Personal information
- Date of birth: 3 May 1998 (age 26)
- Place of birth: Brescia, Italy
- Height: 1.82 m (6 ft 0 in)
- Position(s): Defender

Youth career
- 0000–2017: FeralpiSalò
- 2015–2017: → Atalanta (loan)
- 2017–2018: Atalanta

Senior career*
- Years: Team / Apps / (Gls)
- 2018–2020: Atalanta / 0 / (0)
- 2018–2019: → Venezia (loan) / 0 / (0)
- 2019: → Virtus Entella (loan) / 6 / (0)
- 2019–2020: → Siena (loan) / 25 / (0)
- 2020–2022: Gubbio / 8 / (0)

= Lorenzo Migliorelli =

Italian footballer

Lorenzo Migliorelli (born 3 May 1998) is an Italian football player.

==Club career==
===Atalanta===
====Loan to Venezia====
On 9 July 2018, he joined Serie B club Venezia on a two-year loan. He did not make any appearances for Venezia in the first half of the 2018–19 season, and the loan was terminated early on 25 January 2019.

====Loan to Virtus Entella====
On the same day, he joined Virtus Entella on loan.
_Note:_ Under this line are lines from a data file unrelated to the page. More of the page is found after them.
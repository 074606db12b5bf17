//! Code execution backends for the code tool.
//!
//! [`MockRunner`] waits a fixed delay, then evaluates a small JavaScript
//! subset: `console.log(...)`, `let`/`const`/`var` bindings, `+` over
//! literals and bindings, and `throw new Error(...)`. Other languages get a
//! placeholder transcript.

use std::collections::HashMap;
use std::fmt;
use std::time::Duration;

use async_trait::async_trait;

use skillroom_core::code::Language;

use crate::error::RunError;

#[async_trait]
pub trait CodeRunner: Send + Sync {
    /// Run `code`, returning printed output or the raised error.
    async fn run(&self, code: &str, language: &Language) -> Result<String, RunError>;
}

pub struct MockRunner {
    delay: Duration,
}

impl MockRunner {
    pub fn new(delay: Duration) -> Self {
        Self { delay }
    }
}

#[async_trait]
impl CodeRunner for MockRunner {
    async fn run(&self, code: &str, language: &Language) -> Result<String, RunError> {
        tokio::time::sleep(self.delay).await;
        match language {
            Language::JavaScript => evaluate(code),
            other => Ok(format!(
                "[Mock output] Running {} code...\nHello, world!",
                other.tag()
            )),
        }
    }
}

#[derive(Clone, Debug, PartialEq)]
enum Value {
    Str(String),
    Num(f64),
    Bool(bool),
    Null,
    Undefined,
}

impl Value {
    fn to_number(&self) -> f64 {
        match self {
            Self::Num(n) => *n,
            Self::Bool(b) => f64::from(u8::from(*b)),
            Self::Null => 0.0,
            Self::Str(s) => s.trim().parse().unwrap_or(f64::NAN),
            Self::Undefined => f64::NAN,
        }
    }

    fn plus(self, rhs: Value) -> Value {
        match (&self, &rhs) {
            (Self::Str(_), _) | (_, Self::Str(_)) => Self::Str(format!("{self}{rhs}")),
            _ => Self::Num(self.to_number() + rhs.to_number()),
        }
    }
}

impl fmt::Display for Value {
    fn fmt(&self, f: &mut fmt::Formatter<'_>) -> fmt::Result {
        match self {
            Self::Str(s) => f.write_str(s),
            Self::Num(n) => f.write_str(&format_number(*n)),
            Self::Bool(b) => write!(f, "{b}"),
            Self::Null => f.write_str("null"),
            Self::Undefined => f.write_str("undefined"),
        }
    }
}

fn format_number(n: f64) -> String {
    if n.is_nan() {
        "NaN".to_string()
    } else if n.is_infinite() {
        if n > 0.0 { "Infinity" } else { "-Infinity" }.to_string()
    } else if n.fract() == 0.0 && n.abs() < 1e15 {
        format!("{}", n as i64)
    } else {
        format!("{n}")
    }
}

type Scope = HashMap<String, Value>;

/// Deepest parenthesised nesting the evaluator follows.
const MAX_DEPTH: usize = 256;

fn syntax_error(token: &str) -> RunError {
    RunError::Thrown(format!("SyntaxError: Unexpected token '{token}'"))
}

/// Evaluate a JavaScript snippet, collecting `console.log` output.
fn evaluate(source: &str) -> Result<String, RunError> {
    let source = strip_comments(source);
    let mut scope = Scope::new();
    let mut output = String::new();
    for statement in split_top_level(&source, &[';', '\n']) {
        let statement = statement.trim();
        if !statement.is_empty() {
            execute(statement, &mut scope, &mut output)?;
        }
    }
    Ok(output)
}

fn execute(statement: &str, scope: &mut Scope, output: &mut String) -> Result<(), RunError> {
    for keyword in ["let ", "const ", "var "] {
        if let Some(binding) = statement.strip_prefix(keyword) {
            let (name, value) = match binding.split_once('=') {
                Some((name, expr)) => (name.trim(), eval_expr(expr, scope, 0)?),
                None => (binding.trim(), Value::Undefined),
            };
            if !is_identifier(name) {
                return Err(syntax_error(name));
            }
            let _ = scope.insert(name.to_string(), value);
            return Ok(());
        }
    }

    if let Some(thrown) = statement.strip_prefix("throw ") {
        let thrown = thrown.trim();
        let message = match call_args(thrown, "new Error") {
            Some(args) if args.trim().is_empty() => String::new(),
            Some(args) => eval_expr(args, scope, 0)?.to_string(),
            None => eval_expr(thrown, scope, 0)?.to_string(),
        };
        return Err(RunError::Thrown(message));
    }

    if let Some(args) = call_args(statement, "console.log") {
        let values = split_top_level(args, &[','])
            .into_iter()
            .filter(|arg| !arg.trim().is_empty())
            .map(|arg| eval_expr(arg, scope, 0).map(|v| v.to_string()))
            .collect::<Result<Vec<_>, _>>()?;
        output.push_str(&values.join(" "));
        output.push('\n');
        return Ok(());
    }

    let _ = eval_expr(statement, scope, 0)?;
    Ok(())
}

/// Arguments of `callee(...)` when `text` is exactly such a call.
fn call_args<'a>(text: &'a str, callee: &str) -> Option<&'a str> {
    text.strip_prefix(callee)?
        .trim_start()
        .strip_prefix('(')?
        .strip_suffix(')')
}

fn eval_expr(expr: &str, scope: &Scope, depth: usize) -> Result<Value, RunError> {
    if depth > MAX_DEPTH {
        return Err(RunError::Thrown(
            "RangeError: Maximum call stack size exceeded".to_string(),
        ));
    }
    let mut terms = split_top_level(expr, &['+']).into_iter();
    let first = terms.next().unwrap_or_default();
    let mut value = eval_term(first, scope, depth)?;
    for term in terms {
        value = value.plus(eval_term(term, scope, depth)?);
    }
    Ok(value)
}

fn eval_term(term: &str, scope: &Scope, depth: usize) -> Result<Value, RunError> {
    let term = term.trim();
    if term.is_empty() {
        return Err(syntax_error("+"));
    }
    if let Some(inner) = term.strip_prefix('(').and_then(|t| t.strip_suffix(')')) {
        return eval_expr(inner, scope, depth + 1);
    }
    if let Some(literal) = string_literal(term) {
        return Ok(Value::Str(unescape(literal)));
    }
    match term {
        "true" => return Ok(Value::Bool(true)),
        "false" => return Ok(Value::Bool(false)),
        "null" => return Ok(Value::Null),
        "undefined" => return Ok(Value::Undefined),
        _ => {}
    }
    let numeric = term
        .trim_start_matches('-')
        .starts_with(|c: char| c.is_ascii_digit() || c == '.');
    if numeric {
        return term
            .parse::<f64>()
            .map(Value::Num)
            .map_err(|_| syntax_error(term));
    }
    if is_identifier(term) {
        return scope
            .get(term)
            .cloned()
            .ok_or_else(|| RunError::Thrown(format!("ReferenceError: {term} is not defined")));
    }
    Err(syntax_error(term))
}

fn string_literal(term: &str) -> Option<&str> {
    let quote = term.chars().next().filter(|c| matches!(c, '\'' | '"' | '`'))?;
    if term.len() < 2 || !term.ends_with(quote) {
        return None;
    }
    let inner = &term[1..term.len() - 1];
    // `'a' 'b'` ends with a quote but is two literals.
    (!has_unescaped(inner, quote) && !inner.ends_with('\\')).then_some(inner)
}

fn has_unescaped(text: &str, quote: char) -> bool {
    let mut escaped = false;
    for c in text.chars() {
        if escaped {
            escaped = false;
        } else if c == '\\' {
            escaped = true;
        } else if c == quote {
            return true;
        }
    }
    false
}

fn unescape(text: &str) -> String {
    let mut out = String::with_capacity(text.len());
    let mut chars = text.chars();
    while let Some(c) = chars.next() {
        if c != '\\' {
            out.push(c);
            continue;
        }
        match chars.next() {
            Some('n') => out.push('\n'),
            Some('t') => out.push('\t'),
            Some(other) => out.push(other),
            None => out.push('\\'),
        }
    }
    out
}

fn is_identifier(name: &str) -> bool {
    let mut chars = name.chars();
    chars
        .next()
        .is_some_and(|c| c.is_alphabetic() || c == '_' || c == '$')
        && chars.all(|c| c.is_alphanumeric() || c == '_' || c == '$')
}

/// Split on `separators` outside quotes and brackets.
fn split_top_level<'a>(source: &'a str, separators: &[char]) -> Vec<&'a str> {
    let mut parts = Vec::new();
    let mut depth = 0i32;
    let mut quote: Option<char> = None;
    let mut escaped = false;
    let mut start = 0;
    for (i, c) in source.char_indices() {
        if let Some(q) = quote {
            if escaped {
                escaped = false;
            } else if c == '\\' {
                escaped = true;
            } else if c == q {
                quote = None;
            }
            continue;
        }
        match c {
            '\'' | '"' | '`' => quote = Some(c),
            '(' | '[' | '{' => depth += 1,
            ')' | ']' | '}' => depth -= 1,
            _ if depth == 0 && separators.contains(&c) => {
                parts.push(&source[start..i]);
                start = i + c.len_utf8();
            }
            _ => {}
        }
    }
    parts.push(&source[start..]);
    parts
}

/// Drop `//` and `/* */` comments outside string literals.
fn strip_comments(source: &str) -> String {
    let mut out = String::with_capacity(source.len());
    let mut chars = source.chars().peekable();
    let mut quote: Option<char> = None;
    let mut escaped = false;
    while let Some(c) = chars.next() {
        if let Some(q) = quote {
            out.push(c);
            if escaped {
                escaped = false;
            } else if c == '\\' {
                escaped = true;
            } else if c == q {
                quote = None;
            }
            continue;
        }
        match (c, chars.peek()) {
            ('/', Some('/')) => {
                for skipped in chars.by_ref() {
                    if skipped == '\n' {
                        out.push('\n');
                        break;
                    }
                }
            }
            ('/', Some('*')) => {
                let _ = chars.next();
                let mut prev = ' ';
                for skipped in chars.by_ref() {
                    if prev == '*' && skipped == '/' {
                        break;
                    }
                    prev = skipped;
                }
            }
            ('\'' | '"' | '`', _) => {
                quote = Some(c);
                out.push(c);
            }
            _ => out.push(c),
        }
    }
    out
}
He made his Serie C debut for Virtus on 27 January 2019 in a game against Cuneo, as a 64th-minute substitute for Carlo Crialese.

====Loan to Siena====
On 11 July 2019, he joined Siena on loan.

===Gubbio===
On 19 August 2020 he joined Gubbio. On 13 January 2022, his contract was terminated by mutual consent.